▸ **PROBLEM STATEMENT**:
The entries are to be output in full, word for word.

--- SUPPLIED INFORMATION Enclosed Below ---

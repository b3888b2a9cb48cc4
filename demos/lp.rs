use logbarrier::solver::*;

fn main() {
    // LP Example
    //
    // minimize    -x - y
    // subject to  0 <= y <= 1
    //             x <= 2
    //             y >= 1 - x

    let f = AffineFunction::new(vec![-1., -1.], 0.);

    let mut problem = BarrierProblem::new(2, f).unwrap();
    problem
        .add_inequality(AffineFunction::new(vec![0., 1.], -1.))
        .add_inequality(AffineFunction::new(vec![1., 0.], -2.))
        .add_inequality(AffineFunction::new(vec![0., -1.], 0.))
        .add_inequality(AffineFunction::new(vec![-1., -1.], 1.));

    let settings = BarrierSettings::default();

    let mut solver = BarrierSolver::new(problem, &[0.5, 0.75], settings).unwrap();

    solver.solve().unwrap();

    println!("Solution = {:?}", solver.solution.x);

    // objective value after each barrier weight
    for (k, (x, fx)) in solver
        .solution
        .path
        .iter()
        .zip(solver.solution.obj_trace.iter())
        .enumerate()
    {
        println!("{k:>2}: x = {x:?}, f(x) = {fx}");
    }
}
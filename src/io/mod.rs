//! Destinations for the verbose progress table.
//!
//! With `verbose` set, a [`BarrierSolver`](crate::solver::BarrierSolver)
//! writes its banner, one line per barrier weight and a summary footer.
//! This output goes to stdout unless redirected through
//! [`ConfigurablePrintTarget`].

use std::fs::File;
use std::io::{stdout, Error, ErrorKind, Result, Stdout, Write};

/// Where progress lines are written
pub(crate) enum PrintTarget {
    Stdout(Stdout),
    File(File),
    Buffer(Vec<u8>),
    Stream(Box<dyn Write + Send + Sync>),
    Sink,
}

impl PrintTarget {
    fn name(&self) -> &'static str {
        match self {
            PrintTarget::Stdout(_) => "Stdout",
            PrintTarget::File(_) => "File",
            PrintTarget::Buffer(_) => "Buffer",
            PrintTarget::Stream(_) => "Stream",
            PrintTarget::Sink => "Sink",
        }
    }
}

impl std::fmt::Debug for PrintTarget {
    fn fmt(&self, f: &mut std::fmt::Formatter<'_>) -> std::fmt::Result {
        write!(f, "PrintTarget::{}", self.name())
    }
}

impl Default for PrintTarget {
    fn default() -> Self {
        PrintTarget::Stdout(stdout())
    }
}

impl Write for PrintTarget {
    fn write(&mut self, buf: &[u8]) -> Result<usize> {
        match self {
            PrintTarget::Stdout(out) => out.write(buf),
            PrintTarget::File(file) => file.write(buf),
            PrintTarget::Stream(stream) => stream.write(buf),
            PrintTarget::Buffer(bytes) => {
                bytes.extend_from_slice(buf);
                Ok(buf.len())
            }
            PrintTarget::Sink => Ok(buf.len()),
        }
    }

    fn flush(&mut self) -> Result<()> {
        match self {
            PrintTarget::Stdout(out) => out.flush(),
            PrintTarget::File(file) => file.flush(),
            PrintTarget::Stream(stream) => stream.flush(),
            PrintTarget::Buffer(_) | PrintTarget::Sink => Ok(()),
        }
    }
}

/// Redirection of the progress table.  Output is only produced when
/// the solver settings have `verbose` set.
pub trait ConfigurablePrintTarget {
    /// write progress to stdout (the default)
    fn print_to_stdout(&mut self);
    /// write progress to `file`
    fn print_to_file(&mut self, file: File);
    /// write progress to an arbitrary writer
    fn print_to_stream(&mut self, stream: Box<dyn Write + Send + Sync>);
    /// discard progress output, without switching off `verbose`
    fn print_to_sink(&mut self);
    /// collect progress in memory, replacing any earlier contents
    fn print_to_buffer(&mut self);
    /// The collected progress text.  Fails unless
    /// [`print_to_buffer`](Self::print_to_buffer) is in effect.
    fn get_print_buffer(&mut self) -> Result<String>;
}

impl ConfigurablePrintTarget for PrintTarget {
    fn print_to_stdout(&mut self) {
        *self = PrintTarget::Stdout(stdout());
    }

    fn print_to_file(&mut self, file: File) {
        *self = PrintTarget::File(file);
    }

    fn print_to_stream(&mut self, stream: Box<dyn Write + Send + Sync>) {
        *self = PrintTarget::Stream(stream);
    }

    fn print_to_sink(&mut self) {
        *self = PrintTarget::Sink;
    }

    fn print_to_buffer(&mut self) {
        *self = PrintTarget::Buffer(Vec::new());
    }

    fn get_print_buffer(&mut self) -> Result<String> {
        match self {
            PrintTarget::Buffer(bytes) => Ok(String::from_utf8_lossy(bytes).into_owned()),
            other => Err(Error::new(
                ErrorKind::Other,
                format!("progress is printed to {}, not to a buffer", other.name()),
            )),
        }
    }
}
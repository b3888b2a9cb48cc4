mod matrix;
#![allow(non_snake_case)]
use crate::algebra::*;

fn test_matrix_3x2() -> Matrix<f64> {
    Matrix::from(&[
        [1., 4.], //
        [2., 5.], //
        [3., 6.], //
    ])
}

#[test]
fn test_column_major_layout() {
    let A = test_matrix_3x2();
    assert_eq!(A.size(), (3, 2));
    assert!(!A.is_square());
    assert_eq!(A.data, vec![1., 2., 3., 4., 5., 6.]);
    assert_eq!(A.col_slice(1), &[4., 5., 6.]);
    assert_eq!(A[(2, 0)], 3.);
}

#[test]
fn test_transpose() {
    let A = test_matrix_3x2();
    let At = A.transpose();
    assert_eq!(At.size(), (2, 3));
    assert_eq!(At, Matrix::from(&[[1., 2., 3.], [4., 5., 6.]]));
}

#[test]
fn test_identity() {
    let I = Matrix::<f64>::identity(3);
    assert_eq!(I[(1, 1)], 1.);
    assert_eq!(I[(0, 1)], 0.);
    assert_eq!(I.data.sum(), 3.);
}

#[test]
fn test_gemv() {
    let A = test_matrix_3x2();
    let x = [1., -1.];
    let mut y = [1., 1., 1.];
    A.gemv(&mut y, &x, 2., 1.);
    assert_eq!(y, [-5., -5., -5.]);

    let At = A.transpose();
    let mut z = [0., 0.];
    At.gemv(&mut z, &[1., 1., 1.], 1., 0.);
    assert_eq!(z, [6., 15.]);
}

#[test]
fn test_ger() {
    let mut M = Matrix::<f64>::zeros((2, 2));
    M.ger(2., &[1., 2.], &[3., 4.]);
    assert_eq!(M, Matrix::from(&[[6., 8.], [12., 16.]]));
}

#[test]
fn test_quad_form() {
    let M = Matrix::from(&[
        [2., 1.], //
        [1., 3.], //
    ]);
    let x = [1., 2.];
    let y = [3., -1.];
    // y'Mx = [3 -1] * [4; 7] = 5
    assert_eq!(M.quad_form(&y, &x), 5.);
}

#[test]
fn test_matrix_axpby_scale() {
    let mut M = Matrix::<f64>::identity(2);
    let X = Matrix::from(&[[1., 2.], [3., 4.]]);
    M.axpby(2., &X, -1.);
    assert_eq!(M, Matrix::from(&[[1., 4.], [6., 7.]]));
    M.scale(0.5);
    assert_eq!(M, Matrix::from(&[[0.5, 2.], [3., 3.5]]));
    M.negate();
    assert_eq!(M[(1, 1)], -3.5);
    assert!(M.is_finite());
}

--- End of Enclosed SUPPLIED INFORMATION ---

▸ **SOLUTION FOR THIS EXERCISE**:
repository b3888b2a9cb48cc4
filename demos/lp.rs
use logbarrier::solver::*;

fn main() {
    // LP Example
    //
    // minimize    -x - y
    // subject to  0 <= y <= 1
    //             x <= 2
    //             y >= 1 - x

    let f = AffineFunction::new(vec![-1., -1.], 0.);

    let mut problem = BarrierProblem::new(2, f).unwrap();
    problem
        .add_inequality(AffineFunction::new(vec![0., 1.], -1.))
        .add_inequality(AffineFunction::new(vec![1., 0.], -2.))
        .add_inequality(AffineFunction::new(vec![0., -1.], 0.))
        .add_inequality(AffineFunction::new(vec![-1., -1.], 1.));

    let settings = BarrierSettings::default();

    let mut solver = BarrierSolver::new(problem, &[0.5, 0.75], settings).unwrap();

    solver.solve().unwrap();

    println!("Solution = {:?}", solver.solution.x);

    // objective value after each barrier weight
    for (k, (x, fx)) in solver
        .solution
        .path
        .iter()
        .zip(solver.solution.obj_trace.iter())
        .enumerate()
    {
        println!("{k:>2}: x = {x:?}, f(x) = {fx}");
    }
}
filename src/io/mod.rs
//! Destinations for the verbose progress table.
//!
//! With `verbose` set, a [`BarrierSolver`](crate::solver::BarrierSolver)
//! writes its banner, one line per barrier weight and a summary footer.
//! This output goes to stdout unless redirected through
//! [`ConfigurablePrintTarget`].

use std::fs::File;
use std::io::{stdout, Error, ErrorKind, Result, Stdout, Write};

/// Where progress lines are written
pub(crate) enum PrintTarget {
    Stdout(Stdout),
    File(File),
    Buffer(Vec<u8>),
    Stream(Box<dyn Write + Send + Sync>),
    Sink,
}

impl PrintTarget {
    fn name(&self) -> &'static str {
        match self {
            PrintTarget::Stdout(_) => "Stdout",
            PrintTarget::File(_) => "File",
            PrintTarget::Buffer(_) => "Buffer",
            PrintTarget::Stream(_) => "Stream",
            PrintTarget::Sink => "Sink",
        }
    }
}

impl std::fmt::Debug for PrintTarget {
    fn fmt(&self, f: &mut std::fmt::Formatter<'_>) -> std::fmt::Result {
        write!(f, "PrintTarget::{}", self.name())
    }
}

impl Default for PrintTarget {
    fn default() -> Self {
        PrintTarget::Stdout(stdout())
    }
}

impl Write for PrintTarget {
    fn write(&mut self, buf: &[u8]) -> Result<usize> {
        match self {
            PrintTarget::Stdout(out) => out.write(buf),
            PrintTarget::File(file) => file.write(buf),
            PrintTarget::Stream(stream) => stream.write(buf),
            PrintTarget::Buffer(bytes) => {
                bytes.extend_from_slice(buf);
                Ok(buf.len())
            }
            PrintTarget::Sink => Ok(buf.len()),
        }
    }

    fn flush(&mut self) -> Result<()> {
        match self {
            PrintTarget::Stdout(out) => out.flush(),
            PrintTarget::File(file) => file.flush(),
            PrintTarget::Stream(stream) => stream.flush(),
            PrintTarget::Buffer(_) | PrintTarget::Sink => Ok(()),
        }
    }
}

/// Redirection of the progress table.  Output is only produced when
/// the solver settings have `verbose` set.
pub trait ConfigurablePrintTarget {
    /// write progress to stdout (the default)
    fn print_to_stdout(&mut self);
    /// write progress to `file`
    fn print_to_file(&mut self, file: File);
    /// write progress to an arbitrary writer
    fn print_to_stream(&mut self, stream: Box<dyn Write + Send + Sync>);
    /// discard progress output, without switching off `verbose`
    fn print_to_sink(&mut self);
    /// collect progress in memory, replacing any earlier contents
    fn print_to_buffer(&mut self);
    /// The collected progress text.  Fails unless
    /// [`print_to_buffer`](Self::print_to_buffer) is in effect.
    fn get_print_buffer(&mut self) -> Result<String>;
}

impl ConfigurablePrintTarget for PrintTarget {
    fn print_to_stdout(&mut self) {
        *self = PrintTarget::Stdout(stdout());
    }

    fn print_to_file(&mut self, file: File) {
        *self = PrintTarget::File(file);
    }

    fn print_to_stream(&mut self, stream: Box<dyn Write + Send + Sync>) {
        *self = PrintTarget::Stream(stream);
    }

    fn print_to_sink(&mut self) {
        *self = PrintTarget::Sink;
    }

    fn print_to_buffer(&mut self) {
        *self = PrintTarget::Buffer(Vec::new());
    }

    fn get_print_buffer(&mut self) -> Result<String> {
        match self {
            PrintTarget::Buffer(bytes) => Ok(String::from_utf8_lossy(bytes).into_owned()),
            other => Err(Error::new(
                ErrorKind::Other,
                format!("progress is printed to {}, not to a buffer", other.name()),
            )),
        }
    }
}
repository b3888b2a9cb48cc4
mod matrix;
#![allow(non_snake_case)]
use crate::algebra::*;

fn test_matrix_3x2() -> Matrix<f64> {
    Matrix::from(&[
        [1., 4.], //
        [2., 5.], //
        [3., 6.], //
    ])
}

#[test]
fn test_column_major_layout() {
    let A = test_matrix_3x2();
    assert_eq!(A.size(), (3, 2));
    assert!(!A.is_square());
    assert_eq!(A.data, vec![1., 2., 3., 4., 5., 6.]);
    assert_eq!(A.col_slice(1), &[4., 5., 6.]);
    assert_eq!(A[(2, 0)], 3.);
}

#[test]
fn test_transpose() {
    let A = test_matrix_3x2();
    let At = A.transpose();
    assert_eq!(At.size(), (2, 3));
    assert_eq!(At, Matrix::from(&[[1., 2., 3.], [4., 5., 6.]]));
}

#[test]
fn test_identity() {
    let I = Matrix::<f64>::identity(3);
    assert_eq!(I[(1, 1)], 1.);
    assert_eq!(I[(0, 1)], 0.);
    assert_eq!(I.data.sum(), 3.);
}

#[test]
fn test_gemv() {
    let A = test_matrix_3x2();
    let x = [1., -1.];
    let mut y = [1., 1., 1.];
    A.gemv(&mut y, &x, 2., 1.);
    assert_eq!(y, [-5., -5., -5.]);

    let At = A.transpose();
    let mut z = [0., 0.];
    At.gemv(&mut z, &[1., 1., 1.], 1., 0.);
    assert_eq!(z, [6., 15.]);
}

#[test]
fn test_ger() {
    let mut M = Matrix::<f64>::zeros((2, 2));
    M.ger(2., &[1., 2.], &[3., 4.]);
    assert_eq!(M, Matrix::from(&[[6., 8.], [12., 16.]]));
}

#[test]
fn test_quad_form() {
    let M = Matrix::from(&[
        [2., 1.], //
        [1., 3.], //
    ]);
    let x = [1., 2.];
    let y = [3., -1.];
    // y'Mx = [3 -1] * [4; 7] = 5
    assert_eq!(M.quad_form(&y, &x), 5.);
}

#[test]
fn test_matrix_axpby_scale() {
    let mut M = Matrix::<f64>::identity(2);
    let X = Matrix::from(&[[1., 2.], [3., 4.]]);
    M.axpby(2., &X, -1.);
    assert_eq!(M, Matrix::from(&[[1., 4.], [6., 7.]]));
    M.scale(0.5);
    assert_eq!(M, Matrix::from(&[[0.5, 2.], [3., 3.5]]));
    M.negate();
    assert_eq!(M[(1, 1)], -3.5);
    assert!(M.is_finite());
}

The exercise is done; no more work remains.